■ What is needed
Restate the data below, keeping every line the same.

START Material provided

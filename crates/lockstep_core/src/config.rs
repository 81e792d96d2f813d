//! # Loop Configuration
//!
//! Loaded once at startup from TOML. Every field has a default, so an empty
//! file is a valid configuration.
//!
//! ```toml
//! tic_rate = 35
//! ticdup = 1
//! interpolate_frames = false
//! demos = ["DEMO1LMP", "DEMO2LMP", "DEMO3LMP"]
//! ```

use std::path::Path;

use serde::Deserialize;

use crate::clock::TICRATE;
use crate::error::ConfigError;

/// Scheduler and phase timing settings.
#[derive(Debug, Clone, PartialEq, Eq, Deserialize)]
#[serde(default, deny_unknown_fields)]
#[allow(clippy::struct_excessive_bools)]
pub struct LoopConfig {
    /// Simulation tics per second.
    pub tic_rate: u32,
    /// Times each logical tic is replayed.
    pub ticdup: u32,
    /// Draw an extra frame of the previous state before simulating.
    pub interpolate_frames: bool,
    /// Run exactly the synchronized tics instead of pacing to wall time.
    pub new_sync: bool,
    /// Developer mode.
    pub devparm: bool,
    /// Sleep while waiting for peers, in milliseconds.
    pub wait_sleep_ms: u32,
    /// Per-iteration scratch budget in bytes.
    pub scratch_bytes: usize,
    /// Seconds the title waits with the main menu open before moving on.
    pub title_timeout_secs: u32,
    /// Seconds the legal page is shown.
    pub legal_secs: u32,
    /// Seconds each credit screen is held.
    pub credits_hold_secs: u32,
    /// Attract-mode demos, in order.
    pub demos: Vec<String>,
    /// Also play [`LoopConfig::demo4`].
    pub run_demo4: bool,
    /// Optional fourth demo.
    pub demo4: String,
    /// Demo played as the title map.
    pub title_map_demo: String,
}

impl Default for LoopConfig {
    fn default() -> Self {
        Self {
            tic_rate: TICRATE,
            ticdup: 1,
            interpolate_frames: false,
            new_sync: false,
            devparm: false,
            wait_sleep_ms: 1,
            scratch_bytes: 64 * 1024,
            title_timeout_secs: 30,
            legal_secs: 5,
            credits_hold_secs: 6,
            demos: vec![
                "DEMO1LMP".to_string(),
                "DEMO2LMP".to_string(),
                "DEMO3LMP".to_string(),
            ],
            run_demo4: false,
            demo4: "DEMO4LMP".to_string(),
            title_map_demo: "TITLEMAP".to_string(),
        }
    }
}

impl LoopConfig {
    /// Parses and validates a TOML document.
    ///
    /// # Errors
    ///
    /// Returns [`ConfigError::Parse`] for bad syntax or unknown keys and
    /// [`ConfigError::Invalid`] for out-of-range values.
    pub fn from_toml_str(text: &str) -> Result<Self, ConfigError> {
        let config: Self = toml::from_str(text)?;
        config.validate()?;
        Ok(config)
    }

    /// Reads, parses and validates a TOML file.
    ///
    /// # Errors
    ///
    /// Returns [`ConfigError::Io`] if the file cannot be read, otherwise as
    /// [`LoopConfig::from_toml_str`].
    pub fn load(path: impl AsRef<Path>) -> Result<Self, ConfigError> {
        let path = path.as_ref();
        let text = std::fs::read_to_string(path).map_err(|source| ConfigError::Io {
            path: path.to_path_buf(),
            source,
        })?;
        let config = Self::from_toml_str(&text)?;
        tracing::info!(path = %path.display(), "loaded loop config");
        Ok(config)
    }

    /// Checks value ranges.
    ///
    /// # Errors
    ///
    /// Returns [`ConfigError::Invalid`] naming the first bad field.
    pub fn validate(&self) -> Result<(), ConfigError> {
        if self.tic_rate == 0 {
            return Err(ConfigError::Invalid("tic_rate must be positive".into()));
        }
        if self.ticdup == 0 {
            return Err(ConfigError::Invalid("ticdup must be at least 1".into()));
        }
        if i32::try_from(self.ticdup).is_err() {
            return Err(ConfigError::Invalid("ticdup is too large".into()));
        }
        Ok(())
    }

    /// Converts seconds to tics at the configured rate.
    #[must_use]
    pub fn secs_to_tics(&self, secs: u32) -> i32 {
        i32::try_from(u64::from(secs) * u64::from(self.tic_rate)).unwrap_or(i32::MAX)
    }

    /// The full attract-mode demo list, including the fourth if enabled.
    #[must_use]
    pub fn attract_demos(&self) -> Vec<&str> {
        let mut demos: Vec<&str> = self.demos.iter().map(String::as_str).collect();
        if self.run_demo4 {
            demos.push(&self.demo4);
        }
        demos
    }
}

#[cfg(test)]
mod tests {
    use super::*;

    #[test]
    fn test_empty_document_is_default() {
        let config = LoopConfig::from_toml_str("").unwrap();
        assert_eq!(config, LoopConfig::default());
        assert_eq!(config.secs_to_tics(config.title_timeout_secs), 35 * 30);
    }

    #[test]
    fn test_partial_document() {
        let config = LoopConfig::from_toml_str("ticdup = 3\nrun_demo4 = true\n").unwrap();
        assert_eq!(config.ticdup, 3);
        assert_eq!(
            config.attract_demos(),
            vec!["DEMO1LMP", "DEMO2LMP", "DEMO3LMP", "DEMO4LMP"]
        );
    }

    #[test]
    fn test_rejects_zero_ticdup() {
        let err = LoopConfig::from_toml_str("ticdup = 0").unwrap_err();
        assert!(matches!(err, ConfigError::Invalid(_)));
    }

    #[test]
    fn test_rejects_zero_tic_rate() {
        let err = LoopConfig::from_toml_str("tic_rate = 0").unwrap_err();
        assert!(matches!(err, ConfigError::Invalid(_)));
    }

    #[test]
    fn test_rejects_unknown_key() {
        let err = LoopConfig::from_toml_str("tick_rate = 35").unwrap_err();
        assert!(matches!(err, ConfigError::Parse(_)));
    }

    #[test]
    fn test_missing_file() {
        let err = LoopConfig::load("/nonexistent/lockstep.toml").unwrap_err();
        assert!(matches!(err, ConfigError::Io { .. }));
    }
}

END Material provided

■ Solution for this problem
filename crates/lockstep_core/src/config.rs
repository 81e792d96d2f813d
//! # Loop Configuration
//!
//! Loaded once at startup from TOML. Every field has a default, so an empty
//! file is a valid configuration.
//!
//! ```toml
//! tic_rate = 35
//! ticdup = 1
//! interpolate_frames = false
//! demos = ["DEMO1LMP", "DEMO2LMP", "DEMO3LMP"]
//! ```

use std::path::Path;

use serde::Deserialize;

use crate::clock::TICRATE;
use crate::error::ConfigError;

/// Scheduler and phase timing settings.
#[derive(Debug, Clone, PartialEq, Eq, Deserialize)]
#[serde(default, deny_unknown_fields)]
#[allow(clippy::struct_excessive_bools)]
pub struct LoopConfig {
    /// Simulation tics per second.
    pub tic_rate: u32,
    /// Times each logical tic is replayed.
    pub ticdup: u32,
    /// Draw an extra frame of the previous state before simulating.
    pub interpolate_frames: bool,
    /// Run exactly the synchronized tics instead of pacing to wall time.
    pub new_sync: bool,
    /// Developer mode.
    pub devparm: bool,
    /// Sleep while waiting for peers, in milliseconds.
    pub wait_sleep_ms: u32,
    /// Per-iteration scratch budget in bytes.
    pub scratch_bytes: usize,
    /// Seconds the title waits with the main menu open before moving on.
    pub title_timeout_secs: u32,
    /// Seconds the legal page is shown.
    pub legal_secs: u32,
    /// Seconds each credit screen is held.
    pub credits_hold_secs: u32,
    /// Attract-mode demos, in order.
    pub demos: Vec<String>,
    /// Also play [`LoopConfig::demo4`].
    pub run_demo4: bool,
    /// Optional fourth demo.
    pub demo4: String,
    /// Demo played as the title map.
    pub title_map_demo: String,
}

impl Default for LoopConfig {
    fn default() -> Self {
        Self {
            tic_rate: TICRATE,
            ticdup: 1,
            interpolate_frames: false,
            new_sync: false,
            devparm: false,
            wait_sleep_ms: 1,
            scratch_bytes: 64 * 1024,
            title_timeout_secs: 30,
            legal_secs: 5,
            credits_hold_secs: 6,
            demos: vec![
                "DEMO1LMP".to_string(),
                "DEMO2LMP".to_string(),
                "DEMO3LMP".to_string(),
            ],
            run_demo4: false,
            demo4: "DEMO4LMP".to_string(),
            title_map_demo: "TITLEMAP".to_string(),
        }
    }
}

impl LoopConfig {
    /// Parses and validates a TOML document.
    ///
    /// # Errors
    ///
    /// Returns [`ConfigError::Parse`] for bad syntax or unknown keys and
    /// [`ConfigError::Invalid`] for out-of-range values.
    pub fn from_toml_str(text: &str) -> Result<Self, ConfigError> {
        let config: Self = toml::from_str(text)?;
        config.validate()?;
        Ok(config)
    }

    /// Reads, parses and validates a TOML file.
    ///
    /// # Errors
    ///
    /// Returns [`ConfigError::Io`] if the file cannot be read, otherwise as
    /// [`LoopConfig::from_toml_str`].
    pub fn load(path: impl AsRef<Path>) -> Result<Self, ConfigError> {
        let path = path.as_ref();
        let text = std::fs::read_to_string(path).map_err(|source| ConfigError::Io {
            path: path.to_path_buf(),
            source,
        })?;
        let config = Self::from_toml_str(&text)?;
        tracing::info!(path = %path.display(), "loaded loop config");
        Ok(config)
    }

    /// Checks value ranges.
    ///
    /// # Errors
    ///
    /// Returns [`ConfigError::Invalid`] naming the first bad field.
    pub fn validate(&self) -> Result<(), ConfigError> {
        if self.tic_rate == 0 {
            return Err(ConfigError::Invalid("tic_rate must be positive".into()));
        }
        if self.ticdup == 0 {
            return Err(ConfigError::Invalid("ticdup must be at least 1".into()));
        }
        if i32::try_from(self.ticdup).is_err() {
            return Err(ConfigError::Invalid("ticdup is too large".into()));
        }
        Ok(())
    }

    /// Converts seconds to tics at the configured rate.
    #[must_use]
    pub fn secs_to_tics(&self, secs: u32) -> i32 {
        i32::try_from(u64::from(secs) * u64::from(self.tic_rate)).unwrap_or(i32::MAX)
    }

    /// The full attract-mode demo list, including the fourth if enabled.
    #[must_use]
    pub fn attract_demos(&self) -> Vec<&str> {
        let mut demos: Vec<&str> = self.demos.iter().map(String::as_str).collect();
        if self.run_demo4 {
            demos.push(&self.demo4);
        }
        demos
    }
}

#[cfg(test)]
mod tests {
    use super::*;

    #[test]
    fn test_empty_document_is_default() {
        let config = LoopConfig::from_toml_str("").unwrap();
        assert_eq!(config, LoopConfig::default());
        assert_eq!(config.secs_to_tics(config.title_timeout_secs), 35 * 30);
    }

    #[test]
    fn test_partial_document() {
        let config = LoopConfig::from_toml_str("ticdup = 3\nrun_demo4 = true\n").unwrap();
        assert_eq!(config.ticdup, 3);
        assert_eq!(
            config.attract_demos(),
            vec!["DEMO1LMP", "DEMO2LMP", "DEMO3LMP", "DEMO4LMP"]
        );
    }

    #[test]
    fn test_rejects_zero_ticdup() {
        let err = LoopConfig::from_toml_str("ticdup = 0").unwrap_err();
        assert!(matches!(err, ConfigError::Invalid(_)));
    }

    #[test]
    fn test_rejects_zero_tic_rate() {
        let err = LoopConfig::from_toml_str("tic_rate = 0").unwrap_err();
        assert!(matches!(err, ConfigError::Invalid(_)));
    }

    #[test]
    fn test_rejects_unknown_key() {
        let err = LoopConfig::from_toml_str("tick_rate = 35").unwrap_err();
        assert!(matches!(err, ConfigError::Parse(_)));
    }

    #[test]
    fn test_missing_file() {
        let err = LoopConfig::load("/nonexistent/lockstep.toml").unwrap_err();
        assert!(matches!(err, ConfigError::Io { .. }));
    }
}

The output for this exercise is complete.